Творческая личность оказывается как бы полигоном, где ведут борьбу «человек» и «писатель». Если литературное дарование оказывается сильнее, «художник» побеждает «человека». Но если сильнее «дар жить», то появляется художник, создающий поэму из своей жизни. При этом неважно, оказывается ли жизнетворчество непрестанным актерством перед зрителями и самим собой или истинным духовным подвижничеством, — в любом случае, расплаты бывают не театральные.

Устремленность символистов строить свою жизнь, а не свои книги, подчас оборачивалось трагическими судьбами. Многие из тех, кто попадал в среду демонического жизнетворчества становились героями (а нередко и жертвами, как это произошло в «романах» Нины Петровской и Надежды Львовой с Валерием Брюсовым) экспериментов мистических бездн символистов.

Широко известно, что в 1909 году скромная и незаметная поэтесса Елизавета Дмитриева, спровоцированная Волошиным, выступает в журнале «Аполлон» под эффектной маской Черубины де Габриак, вымышленной аристократки-католички, сочиняющей русские стихи. Мистификация достигла цели — имя Черубины стало почти легендарным. Многие сотрудники журнала «Аполлон», вкупе с редактором журнала С.К. Маковским были заинтригованы образом таинственной и одаренной иностранки, восхищались ее стихами и всячески доискивались личной встречи с загадочной поэтессой.

В «Громокипящем кубке» Северянина публику среди других стихотворений привлекало шутливое «Нелли» («В будуаре тоскующей, нарумяненной Нелли»)... Стихотворение это прочитано и «узнано» не до конца. Многое открывается в нем заново лишь сегодня.

Хотя автор датировал «Нелли» 1911 годом, следует предполагать, что это была также своеобразная мистификация. Всего вероятнее, стихотворение было написано годом позднее, в 1912 году — именно в это самое время между Брюсовым и Надеждой Львовой развертывается страстный роман.

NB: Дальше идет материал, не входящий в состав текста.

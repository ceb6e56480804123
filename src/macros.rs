//! Logging macros accepting heterogeneous arguments.
//!
//! Each argument is converted with [`LogArg::from`](crate::LogArg), so
//! strings, numbers, JSON values and [`ErrorRecord`](crate::ErrorRecord)s
//! can be mixed in one call.
//!
//! # Examples
//!
//! ```
//! use structured_logger::prelude::*;
//! use structured_logger::info;
//! use serde_json::json;
//!
//! let logger = Logger::new(LoggerConfig::new("api").with_output_ways([])).unwrap();
//!
//! info!(logger, "server started");
//! info!(logger, "listening on port", 8080);
//! info!(logger, "request done", json!({ "status": 200, "ms": 12 }));
//! ```

/// Log at an explicit level.
///
/// # Examples
///
/// ```
/// # use structured_logger::prelude::*;
/// # let logger = Logger::new(LoggerConfig::new("api").with_output_ways([])).unwrap();
/// use structured_logger::log;
/// log!(logger, LogLevel::Info, "simple message");
/// log!(logger, LogLevel::Error, ErrorRecord::new("timeout").with_code("E_TIMEOUT"));
/// ```
#[macro_export]
macro_rules! log {
    ($logger:expr, $level:expr) => {
        $logger.log($level, ::std::vec::Vec::<$crate::LogArg>::new())
    };
    ($logger:expr, $level:expr, $($arg:expr),+ $(,)?) => {
        $logger.log($level, [$($crate::LogArg::from($arg)),+])
    };
}

/// Log at trace level.
#[macro_export]
macro_rules! trace {
    ($logger:expr $(, $arg:expr)* $(,)?) => {
        $crate::log!($logger, $crate::LogLevel::Trace $(, $arg)*)
    };
}

/// Log at debug level.
#[macro_export]
macro_rules! debug {
    ($logger:expr $(, $arg:expr)* $(,)?) => {
        $crate::log!($logger, $crate::LogLevel::Debug $(, $arg)*)
    };
}

/// Log at info level.
///
/// # Examples
///
/// ```
/// # use structured_logger::prelude::*;
/// # let logger = Logger::new(LoggerConfig::new("api").with_output_ways([])).unwrap();
/// use structured_logger::info;
/// info!(logger, "processing", 100, "items");
/// ```
#[macro_export]
macro_rules! info {
    ($logger:expr $(, $arg:expr)* $(,)?) => {
        $crate::log!($logger, $crate::LogLevel::Info $(, $arg)*)
    };
}

/// Log at warn level.
#[macro_export]
macro_rules! warn {
    ($logger:expr $(, $arg:expr)* $(,)?) => {
        $crate::log!($logger, $crate::LogLevel::Warn $(, $arg)*)
    };
}

/// Log at error level.
///
/// # Examples
///
/// ```
/// # use structured_logger::prelude::*;
/// # let logger = Logger::new(LoggerConfig::new("api").with_output_ways([])).unwrap();
/// use structured_logger::error;
/// let io_err = std::io::Error::new(std::io::ErrorKind::Other, "disk full");
/// error!(logger, "write failed", LogArg::error(&io_err));
/// ```
#[macro_export]
macro_rules! error {
    ($logger:expr $(, $arg:expr)* $(,)?) => {
        $crate::log!($logger, $crate::LogLevel::Error $(, $arg)*)
    };
}

/// Log at fatal level.
#[macro_export]
macro_rules! fatal {
    ($logger:expr $(, $arg:expr)* $(,)?) => {
        $crate::log!($logger, $crate::LogLevel::Fatal $(, $arg)*)
    };
}

#[cfg(test)]
mod tests {
    use crate::core::{
        Appender, LogEntry, LogLevel, Logger, LoggerConfig, Result, Stream,
    };
    use parking_lot::Mutex;
    use serde_json::json;
    use std::sync::Arc;

    #[derive(Clone, Default)]
    struct Collector(Arc<Mutex<Vec<LogEntry>>>);

    impl Appender for Collector {
        fn append(&mut self, entry: &LogEntry) -> Result<()> {
            self.0.lock().push(entry.clone());
            Ok(())
        }

        fn flush(&mut self) -> Result<()> {
            Ok(())
        }

        fn name(&self) -> &str {
            "collector"
        }
    }

    fn logger_with(collector: &Collector) -> Logger {
        Logger::builder(LoggerConfig::new("macros").with_output_ways([]))
            .stream(Stream::new("all", LogLevel::Trace, collector.clone()))
            .build()
            .unwrap()
    }

    #[test]
    fn test_log_macro() {
        let collector = Collector::default();
        let logger = logger_with(&collector);
        log!(logger, LogLevel::Info, "count", 42);
        log!(logger, LogLevel::Warn);

        let entries = collector.0.lock();
        assert_eq!(entries[0].message, "count 42 ");
        assert_eq!(entries[1].level, LogLevel::Warn);
        assert_eq!(entries[1].message, "");
    }

    #[test]
    fn test_level_macros() {
        let collector = Collector::default();
        let logger = logger_with(&collector);
        trace!(logger, "t");
        debug!(logger, "d");
        info!(logger, "i");
        warn!(logger, "w");
        error!(logger, "e");
        fatal!(logger, "f");

        let levels: Vec<LogLevel> = collector.0.lock().iter().map(|e| e.level).collect();
        assert_eq!(levels, LogLevel::ALL.to_vec());
    }

    #[test]
    fn test_mixed_arguments() {
        let collector = Collector::default();
        let logger = logger_with(&collector);
        info!(logger, "user", json!({ "id": 7 }), true,);

        let entries = collector.0.lock();
        assert_eq!(entries[0].message, "user true ");
        assert_eq!(entries[0].fields["id"], 7);
    }
}
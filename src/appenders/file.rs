//! File appender writing one JSON record per line

use crate::core::{Appender, LogEntry, LoggerError, Result};
use std::fs::{self, File, OpenOptions};
use std::io::{BufWriter, Write};
use std::path::{Path, PathBuf};

pub struct FileAppender {
    path: PathBuf,
    writer: Option<BufWriter<File>>,
}

impl FileAppender {
    /// Open `path` for appending, creating missing parent directories
    pub fn new(path: impl Into<PathBuf>) -> Result<Self> {
        let path = path.into();

        if let Some(parent) = path.parent().filter(|p| !p.as_os_str().is_empty()) {
            fs::create_dir_all(parent).map_err(|e| {
                LoggerError::io_operation(
                    "create log directory",
                    format!("Failed to create directory '{}'", parent.display()),
                    e,
                )
            })?;
        }

        let file = OpenOptions::new()
            .create(true)
            .append(true)
            .open(&path)
            .map_err(|e| {
                LoggerError::file_appender(path.display().to_string(), format!("Failed to open: {}", e))
            })?;

        Ok(Self {
            path,
            writer: Some(BufWriter::new(file)),
        })
    }

    pub fn path(&self) -> &Path {
        &self.path
    }
}

impl Appender for FileAppender {
    fn append(&mut self, entry: &LogEntry) -> Result<()> {
        let writer = self
            .writer
            .as_mut()
            .ok_or_else(|| LoggerError::writer("File writer not initialized"))?;

        let mut output = entry.to_json_line()?;
        output.push('\n');

        writer.write_all(output.as_bytes()).map_err(|e| {
            LoggerError::file_appender(
                self.path.display().to_string(),
                format!("Failed to write log entry: {}", e),
            )
        })?;
        Ok(())
    }

    fn flush(&mut self) -> Result<()> {
        if let Some(ref mut writer) = self.writer {
            writer.flush()?;
        }
        Ok(())
    }

    fn name(&self) -> &str {
        "file"
    }
}

impl Drop for FileAppender {
    fn drop(&mut self) {
        // Ensure all buffered data is flushed to disk
        let _ = self.flush();
    }
}

#[cfg(test)]
mod tests {
    use super::*;
    use crate::core::LogLevel;
    use serde_json::{json, Map, Value};
    use tempfile::tempdir;

    #[test]
    fn test_writes_json_lines() -> Result<()> {
        let dir = tempdir()?;
        let log_path = dir.path().join("svc_test.log");

        let mut appender = FileAppender::new(&log_path)?;
        for i in 0..3 {
            let mut fields = Map::new();
            fields.insert("iteration".into(), json!(i));
            let entry = LogEntry::new(LogLevel::Info, format!("step {}", i)).with_fields(fields);
            appender.append(&entry)?;
        }
        appender.flush()?;

        let content = fs::read_to_string(&log_path)?;
        let lines: Vec<&str> = content.lines().collect();
        assert_eq!(lines.len(), 3);

        for (i, line) in lines.iter().enumerate() {
            let parsed: Value = serde_json::from_str(line)?;
            assert_eq!(parsed["iteration"], i);
            assert_eq!(parsed["level"], 30);
        }
        Ok(())
    }

    #[test]
    fn test_appends_to_existing_file() -> Result<()> {
        let dir = tempdir()?;
        let log_path = dir.path().join("append.log");
        fs::write(&log_path, "{\"existing\":true}\n")?;

        let mut appender = FileAppender::new(&log_path)?;
        appender.append(&LogEntry::new(LogLevel::Warn, "new"))?;
        appender.flush()?;

        assert_eq!(fs::read_to_string(&log_path)?.lines().count(), 2);
        Ok(())
    }

    #[test]
    fn test_unusable_path_fails() {
        let dir = tempdir().unwrap();
        let blocker = dir.path().join("not_a_dir");
        fs::write(&blocker, "file").unwrap();

        assert!(FileAppender::new(blocker.join("app.log")).is_err());
    }
}
//! Stream registry built from configuration
//!
//! Each [`OutputWay`] maps to a constructor producing its streams:
//!
//! | output way | streams |
//! |------------|---------|
//! | `Stdout`   | `stdout` at the configured level |
//! | `File`     | `file-errors` at `error`, `file-all` at the configured level |
//! | `File` + rotation | `rotation-errors` at `error`, `rotation-all` at the configured level |

use super::config::{LoggerConfig, OutputWay};
use super::error::{LoggerError, Result};
use super::log_level::LogLevel;
use super::serializers::SerializerSet;
use super::stream::Stream;
use crate::appenders::{ConsoleAppender, FileAppender, RotatingFileAppender, RotationPolicy};
use std::fs;
use std::path::Path;
use std::sync::Arc;

pub const STDOUT_STREAM: &str = "stdout";
pub const FILE_ERRORS_STREAM: &str = "file-errors";
pub const FILE_ALL_STREAM: &str = "file-all";
pub const ROTATION_ERRORS_STREAM: &str = "rotation-errors";
pub const ROTATION_ALL_STREAM: &str = "rotation-all";

type StreamBuilder = fn(&LoggerConfig, &Arc<SerializerSet>) -> Result<Vec<Stream>>;

impl OutputWay {
    fn stream_builder(self) -> StreamBuilder {
        match self {
            OutputWay::Stdout => console_streams,
            OutputWay::File => file_streams,
        }
    }
}

fn console_streams(config: &LoggerConfig, serializers: &Arc<SerializerSet>) -> Result<Vec<Stream>> {
    let sink = ConsoleAppender::new(config.mode);
    Ok(vec![
        Stream::new(STDOUT_STREAM, config.level, sink).with_serializers(Arc::clone(serializers))
    ])
}

fn file_streams(config: &LoggerConfig, serializers: &Arc<SerializerSet>) -> Result<Vec<Stream>> {
    ensure_log_dir(&config.log_path)?;
    let error_path = config.error_log_path();
    let all_path = config.all_log_path();

    let streams = if config.rotation.enabled {
        let policy = RotationPolicy::from_config(&config.rotation)?;
        let errors = RotatingFileAppender::with_policy(&error_path, policy.clone())
            .map_err(|e| unusable_path(&error_path, e))?;
        let all = RotatingFileAppender::with_policy(&all_path, policy.clone())
            .map_err(|e| unusable_path(&all_path, e))?;
        vec![
            Stream::new(ROTATION_ERRORS_STREAM, LogLevel::Error, errors).with_rotation(policy.clone()),
            Stream::new(ROTATION_ALL_STREAM, config.level, all).with_rotation(policy),
        ]
    } else {
        let errors = FileAppender::new(&error_path).map_err(|e| unusable_path(&error_path, e))?;
        let all = FileAppender::new(&all_path).map_err(|e| unusable_path(&all_path, e))?;
        vec![
            Stream::new(FILE_ERRORS_STREAM, LogLevel::Error, errors),
            Stream::new(FILE_ALL_STREAM, config.level, all),
        ]
    };

    Ok(streams
        .into_iter()
        .map(|stream| stream.with_serializers(Arc::clone(serializers)))
        .collect())
}

fn ensure_log_dir(path: &Path) -> Result<()> {
    fs::create_dir_all(path).map_err(|e| {
        LoggerError::config(
            "log_path",
            format!("cannot create log directory '{}': {}", path.display(), e),
        )
    })?;
    if !path.is_dir() {
        return Err(LoggerError::config(
            "log_path",
            format!("'{}' is not a directory", path.display()),
        ));
    }
    Ok(())
}

fn unusable_path(path: &Path, source: LoggerError) -> LoggerError {
    LoggerError::config("log_path", format!("cannot open '{}': {}", path.display(), source))
}

/// Streams of one logger, fixed after construction
#[derive(Debug, Default)]
pub struct StreamRegistry {
    streams: Vec<Stream>,
}

impl StreamRegistry {
    /// Build the configured streams
    pub fn build(config: &LoggerConfig, serializers: Arc<SerializerSet>) -> Result<Self> {
        Self::build_with(config, serializers, Vec::new())
    }

    /// Build the configured streams followed by caller-supplied ones
    ///
    /// Match patterns from the configuration apply to both.
    pub fn build_with(
        config: &LoggerConfig,
        serializers: Arc<SerializerSet>,
        extra: Vec<Stream>,
    ) -> Result<Self> {
        config.validate()?;

        let mut streams = Vec::new();
        for way in config.unique_output_ways() {
            streams.extend((way.stream_builder())(config, &serializers)?);
        }
        streams.extend(extra);

        let mut registry = Self::from_streams(streams)?;
        for (name, pattern) in &config.matches {
            registry.attach_match(name, pattern)?;
        }
        Ok(registry)
    }

    /// Wrap ready-made streams, rejecting duplicate names
    pub fn from_streams(streams: Vec<Stream>) -> Result<Self> {
        for (i, stream) in streams.iter().enumerate() {
            if streams[..i].iter().any(|s| s.name() == stream.name()) {
                return Err(LoggerError::config(
                    "streams",
                    format!("duplicate stream name '{}'", stream.name()),
                ));
            }
        }
        Ok(Self { streams })
    }

    fn attach_match(&mut self, name: &str, pattern: &str) -> Result<()> {
        let index = self
            .streams
            .iter()
            .position(|s| s.name() == name)
            .ok_or_else(|| {
                LoggerError::config("matches", format!("no stream named '{}'", name))
            })?;
        let stream = self.streams.remove(index);
        self.streams.insert(index, stream.with_match(pattern)?);
        Ok(())
    }

    pub fn iter(&self) -> std::slice::Iter<'_, Stream> {
        self.streams.iter()
    }

    pub fn len(&self) -> usize {
        self.streams.len()
    }

    pub fn is_empty(&self) -> bool {
        self.streams.is_empty()
    }

    pub fn get(&self, name: &str) -> Option<&Stream> {
        self.streams.iter().find(|s| s.name() == name)
    }

    pub fn names(&self) -> Vec<&str> {
        self.streams.iter().map(Stream::name).collect()
    }

    /// Whether any stream needs the rendered record text
    pub fn has_matchers(&self) -> bool {
        self.streams.iter().any(Stream::has_matcher)
    }
}

impl<'a> IntoIterator for &'a StreamRegistry {
    type Item = &'a Stream;
    type IntoIter = std::slice::Iter<'a, Stream>;

    fn into_iter(self) -> Self::IntoIter {
        self.streams.iter()
    }
}
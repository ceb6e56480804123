//! Entry handed to a sink after a stream has accepted a record

use super::log_level::LogLevel;
use chrono::{DateTime, Utc};
use serde_json::{Map, Value};

/// Keys owned by the entry envelope
const RESERVED_KEYS: [&str; 7] = ["name", "hostname", "pid", "level", "msg", "time", "v"];

/// Object holding record fields whose names collide with the envelope
pub const SHADOWED_FIELDS_KEY: &str = "fields";

#[derive(Debug, Clone, PartialEq)]
pub struct LogEntry {
    pub level: LogLevel,
    /// Logger name (the configured domain)
    pub name: String,
    pub hostname: String,
    pub pid: u32,
    pub message: String,
    pub timestamp: DateTime<Utc>,
    /// Serialized record fields
    pub fields: Map<String, Value>,
}

impl LogEntry {
    /// Sanitize log message to prevent log injection attacks
    ///
    /// Replaces newlines, carriage returns, and tabs with escape sequences
    /// to prevent attackers from injecting fake log entries.
    fn sanitize_message(message: &str) -> String {
        message
            .replace('\n', "\\n")
            .replace('\r', "\\r")
            .replace('\t', "\\t")
    }

    pub fn new(level: LogLevel, message: impl AsRef<str>) -> Self {
        Self {
            level,
            name: String::new(),
            hostname: String::new(),
            pid: std::process::id(),
            message: Self::sanitize_message(message.as_ref()),
            timestamp: Utc::now(),
            fields: Map::new(),
        }
    }

    #[must_use]
    pub fn with_origin(mut self, name: impl Into<String>, hostname: impl Into<String>) -> Self {
        self.name = name.into();
        self.hostname = hostname.into();
        self
    }

    #[must_use]
    pub fn with_fields(mut self, fields: Map<String, Value>) -> Self {
        self.fields = fields;
        self
    }

    /// Record fields as written next to the envelope
    ///
    /// Fields named like an envelope key (`name`, `level`, `time`, ..) are
    /// moved under [`SHADOWED_FIELDS_KEY`], merged into a `fields` object
    /// the caller already supplied. A non-object `fields` value is kept
    /// inside that object under its own name.
    pub fn payload_fields(&self) -> Map<String, Value> {
        let (shadowed, mut payload): (Map<String, Value>, Map<String, Value>) = self
            .fields
            .iter()
            .map(|(key, value)| (key.clone(), value.clone()))
            .partition(|(key, _)| RESERVED_KEYS.contains(&key.as_str()));

        if shadowed.is_empty() {
            return payload;
        }
        let container = match payload.remove(SHADOWED_FIELDS_KEY) {
            Some(Value::Object(mut existing)) => {
                existing.extend(shadowed);
                existing
            }
            Some(other) => {
                let mut container = shadowed;
                container.insert(SHADOWED_FIELDS_KEY.to_string(), other);
                container
            }
            None => shadowed,
        };
        payload.insert(SHADOWED_FIELDS_KEY.to_string(), Value::Object(container));
        payload
    }

    /// Timestamp as written into records: RFC 3339, milliseconds, UTC
    pub fn time(&self) -> String {
        self.timestamp.format("%Y-%m-%dT%H:%M:%S%.3fZ").to_string()
    }

    /// Bunyan-layout JSON object
    pub fn to_json_value(&self) -> Value {
        let mut record = Map::new();
        record.insert("name".to_string(), Value::String(self.name.clone()));
        record.insert("hostname".to_string(), Value::String(self.hostname.clone()));
        record.insert("pid".to_string(), Value::Number(self.pid.into()));
        record.insert("level".to_string(), Value::Number(self.level.code().into()));
        record.extend(self.payload_fields());
        record.insert("msg".to_string(), Value::String(self.message.clone()));
        record.insert("time".to_string(), Value::String(self.time()));
        record.insert("v".to_string(), Value::Number(0.into()));
        Value::Object(record)
    }

    /// One JSON line without the trailing newline
    pub fn to_json_line(&self) -> serde_json::Result<String> {
        serde_json::to_string(&self.to_json_value())
    }
}

#[cfg(test)]
mod tests {
    use super::*;
    use serde_json::json;

    #[test]
    fn test_message_newlines_escaped() {
        let entry = LogEntry::new(LogLevel::Info, "line one\nERROR fake");
        assert_eq!(entry.message, "line one\\nERROR fake");
    }

    #[test]
    fn test_json_line_layout() {
        let mut fields = Map::new();
        fields.insert("userId".into(), json!(7));
        fields.insert("level".into(), json!("shadowed"));

        let entry = LogEntry::new(LogLevel::Warn, "slow query ")
            .with_origin("billing", "api-1")
            .with_fields(fields);

        let line = entry.to_json_line().unwrap();
        let parsed: Value = serde_json::from_str(&line).unwrap();

        assert_eq!(parsed["name"], "billing");
        assert_eq!(parsed["hostname"], "api-1");
        assert_eq!(parsed["level"], 40);
        assert_eq!(parsed["msg"], "slow query ");
        assert_eq!(parsed["userId"], 7);
        assert_eq!(parsed["fields"], json!({ "level": "shadowed" }));
        assert_eq!(parsed["v"], 0);
        assert!(parsed["time"].as_str().unwrap().ends_with('Z'));
        assert!(!line.contains('\n'));
    }

    #[test]
    fn test_colliding_fields_are_kept() {
        let fields = match json!({ "name": "alice", "level": "gold", "time": 12, "plan": "pro" }) {
            Value::Object(map) => map,
            _ => unreachable!(),
        };
        let entry = LogEntry::new(LogLevel::Info, "")
            .with_origin("svc", "localhost")
            .with_fields(fields);

        let record = entry.to_json_value();
        assert_eq!(record["name"], "svc");
        assert_eq!(record["level"], 30);
        assert_eq!(record["plan"], "pro");
        assert_eq!(
            record["fields"],
            json!({ "name": "alice", "level": "gold", "time": 12 })
        );
    }

    #[test]
    fn test_colliding_fields_merge_into_existing_container() {
        let object = match json!({ "fields": { "a": 1 }, "pid": 9 }) {
            Value::Object(map) => map,
            _ => unreachable!(),
        };
        let entry = LogEntry::new(LogLevel::Info, "").with_fields(object);
        assert_eq!(entry.payload_fields()["fields"], json!({ "a": 1, "pid": 9 }));

        let scalar = match json!({ "fields": "raw", "v": 2 }) {
            Value::Object(map) => map,
            _ => unreachable!(),
        };
        let entry = LogEntry::new(LogLevel::Info, "").with_fields(scalar);
        assert_eq!(entry.payload_fields()["fields"], json!({ "fields": "raw", "v": 2 }));
    }

    #[test]
    fn test_plain_fields_untouched() {
        let mut fields = Map::new();
        fields.insert("fields".into(), json!([1, 2]));
        let entry = LogEntry::new(LogLevel::Info, "").with_fields(fields.clone());
        assert_eq!(entry.payload_fields(), fields);
    }
}
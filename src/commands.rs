//! CLI command implementations

use crate::config::SapwoodConfig;
use crate::output;
use anyhow::Context;
use clap::Args;
use sapwood_ai::{Orchestrator, ProjectContext, UsageTracker, create_provider};
use sapwood_core::{AnalysisPlan, IncrementalCache, detect_workspace, project_name};
use sapwood_indexer::{IndexResult, index_repository};
use std::path::{Path, PathBuf};
use std::sync::Arc;

#[derive(Args, Debug, Default)]
pub struct SummarizeArgs {
    /// Inference provider (local, openai, anthropic, openrouter)
    #[arg(short, long)]
    pub provider: Option<String>,

    /// Model name passed to the provider
    #[arg(short, long)]
    pub model: Option<String>,

    /// Directory for summaries.json
    #[arg(short, long)]
    pub output: Option<PathBuf>,

    /// Ignore and do not update the persistent cache
    #[arg(long)]
    pub no_cache: bool,

    /// Maximum concurrent inference calls
    #[arg(long)]
    pub concurrency: Option<usize>,

    /// Token budget for this run
    #[arg(long)]
    pub budget: Option<u64>,

    /// Skip the architecture overview
    #[arg(long)]
    pub no_architecture: bool,
}

impl SummarizeArgs {
    fn apply(self, config: &mut SapwoodConfig) -> Option<PathBuf> {
        if let Some(provider) = self.provider {
            config.inference.provider = provider;
        }
        if let Some(model) = self.model {
            config.inference.model = Some(model);
        }
        if let Some(concurrency) = self.concurrency {
            config.inference.max_concurrent_calls = concurrency.max(1);
        }
        if self.budget.is_some() {
            config.inference.token_budget = self.budget;
        }
        if self.no_cache {
            config.cache.enabled = false;
        }
        if self.no_architecture {
            config.aggregation.architecture = false;
        }
        self.output
    }
}

async fn index(root: &Path, config: &SapwoodConfig) -> anyhow::Result<IndexResult> {
    tracing::info!("Indexing repository: {}", root.display());
    let root = root.to_path_buf();
    let options = config.index.clone();
    tokio::task::spawn_blocking(move || index_repository(&root, &options))
        .await
        .context("Indexing task failed")?
}

pub async fn summarize(root: &Path, mut config: SapwoodConfig, args: SummarizeArgs) -> anyhow::Result<()> {
    let output_override = args.apply(&mut config);
    config.validate()?;

    let IndexResult { mut store, stats } = index(root, &config).await?;
    let plan = AnalysisPlan::build(&mut store);
    tracing::info!(
        "Planned {} entities in {} levels ({} cyclic components)",
        plan.schedule.entity_count(),
        plan.schedule.len(),
        plan.cycles.cyclic_components
    );
    tracing::debug!("Index stats: {:?}", stats);

    let provider = create_provider(&config.provider_config())?;
    let model = provider.model_identity();
    let cache_options = config.cache_options(Some(model.clone()));
    let cache = if config.cache.enabled {
        IncrementalCache::open(config.cache_dir(root), cache_options)
    } else {
        IncrementalCache::in_memory(cache_options)
    };
    let usage = UsageTracker::new(config.inference.token_budget);
    let orchestrator = Orchestrator::new(
        provider,
        Arc::new(cache),
        Arc::new(usage),
        config.orchestrator_config(),
    );

    let changes = orchestrator.sync_cache(&store);
    let project = ProjectContext {
        name: project_name(root),
        workspace: detect_workspace(root),
    };
    let run = orchestrator.run(Arc::new(store), &plan, &project).await;

    let out_dir = match output_override {
        Some(dir) if dir.is_absolute() => dir,
        Some(dir) => root.join(dir),
        None => config.output_dir(root),
    };
    let path = output::write_summaries(&out_dir, &project.name, &model, &changes, &run)?;

    print!("{}", output::render_report(&run.report, &changes));
    println!("Summaries written to {}", path.display());
    Ok(())
}

pub async fn plan(root: &Path, config: &SapwoodConfig, json: bool) -> anyhow::Result<()> {
    let IndexResult { mut store, .. } = index(root, config).await?;
    let plan = AnalysisPlan::build(&mut store);

    if json {
        println!("{}", serde_json::to_string_pretty(&plan)?);
        return Ok(());
    }
    for level in plan.schedule.levels() {
        let marker = if level.forced { " (forced)" } else { "" };
        println!("Level {}{}: {} entities", level.index, marker, level.len());
        for id in &level.entity_ids {
            println!("  {}", id);
        }
    }
    if !plan.cycles.removed.is_empty() {
        println!("Removed {} edges to break cycles:", plan.cycles.removed.len());
        for edge in &plan.cycles.removed {
            println!("  {} -> {} ({:?}, weight {})", edge.source_id, edge.target_id, edge.kind, edge.weight);
        }
    }
    Ok(())
}

fn open_cache(root: &Path, config: &SapwoodConfig) -> IncrementalCache {
    IncrementalCache::open(config.cache_dir(root), config.cache_options(None))
}

pub fn cache_stats(root: &Path, config: &SapwoodConfig) -> anyhow::Result<()> {
    let cache = open_cache(root, config);
    let stats = cache.stats();
    println!("Cache: {}", config.cache_dir(root).display());
    println!("Entries: {} ({} expired)", stats.total_entries, stats.expired_entries);
    for (model, count) in &stats.by_model {
        println!("  {}: {}", model, count);
    }
    Ok(())
}

pub fn cache_clear(root: &Path, config: &SapwoodConfig) -> anyhow::Result<()> {
    tracing::info!("Clearing cache for: {}", root.display());
    let cache = open_cache(root, config);
    cache.clear();
    cache.flush();
    tracing::info!("Cache cleared");
    Ok(())
}

pub fn cache_cleanup(root: &Path, config: &SapwoodConfig) -> anyhow::Result<()> {
    let cache = open_cache(root, config);
    let removed = cache.cleanup_expired();
    cache.flush();
    println!("Removed {} expired entries", removed);
    Ok(())
}
//! Sapwood Core: Entity store, cycle breaking, level scheduling and incremental cache

pub mod aggregation;
pub mod cache;
pub mod cycles;
pub mod diff;
pub mod error;
pub mod hash;
pub mod levels;
pub mod model;
pub mod parser;
pub mod plan;
pub mod store;
pub mod symbols;
pub mod workspace;


#[cfg(test)]
pub mod test_utils;

pub use aggregation::{ARCHITECTURE_ID, MODULE_PREFIX, ModuleGroup, group_by_directory, is_aggregate_id, module_id};
pub use cache::{CacheEntry, CacheOptions, CacheStats, DependentsLookup, FORMAT_VERSION, IncrementalCache};
pub use cycles::{CycleReport, RemovedEdge, cyclic_components, resolve_cycles};
pub use diff::ChangeSet;
pub use error::{CoreError, CoreResult};
pub use hash::{combined_hash, content_hash};
pub use levels::{LevelSchedule, ProcessingLevel, schedule_levels};
pub use model::{
    Entity, EntityDetail, EntityKind, FALLBACK_MODEL, Language, Location, Relation, RelationKind, Summary,
    SummaryScope, TokenUsage, TypeKind,
};
pub use parser::{ParsedFile, RawReference, SourceParser};
pub use plan::AnalysisPlan;
pub use store::EntityStore;
pub use symbols::{ResolutionStats, SymbolTable};
pub use workspace::{WorkspaceType, detect_workspace, project_name};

Стихотворение «Нелли», включенное в «Громокипящий кубок» (раздел «Мороженое из сирени»), Северянин начинает с описания будуара героини, конечно же, тоскующей в этом будуаре в то самое время, когда влюбленный в нее рыцарь печального образа — молодой педагог — загрезился на кушетке... Поэт перечисляет такие детали будуара как кушетка, платок из фланели, пудра, молитвенник...

Иронично и насмешливо уже то, что педагог загрезился не в райских кущах, не в Эдеме, не в экзотических краях, а на... обычной кушетке, став тем самым человеком кушетки. О, если бы он загрезился хотя бы в полете!

Самое прозаическое слово кушетка контрастирует с романтичным загрезился, и вновь возникает в немыслимом для той поры сочетании слов «кушетка — Блерио»! (Блерио — модель самолета): «О, когда бы на Блерио разместилась кушетка!». Старинное брюссельское кружево диссонирует по отношению к платку хоть из новомодной, но — фланели, и — важная деталь — молитвенник, лежит под пудрой, а «на ней», то есть на пудре, и на молитвеннике — сверху, совершенно откровенно и бесстыдно(!) возложен и покоится — роман Поль де Кока.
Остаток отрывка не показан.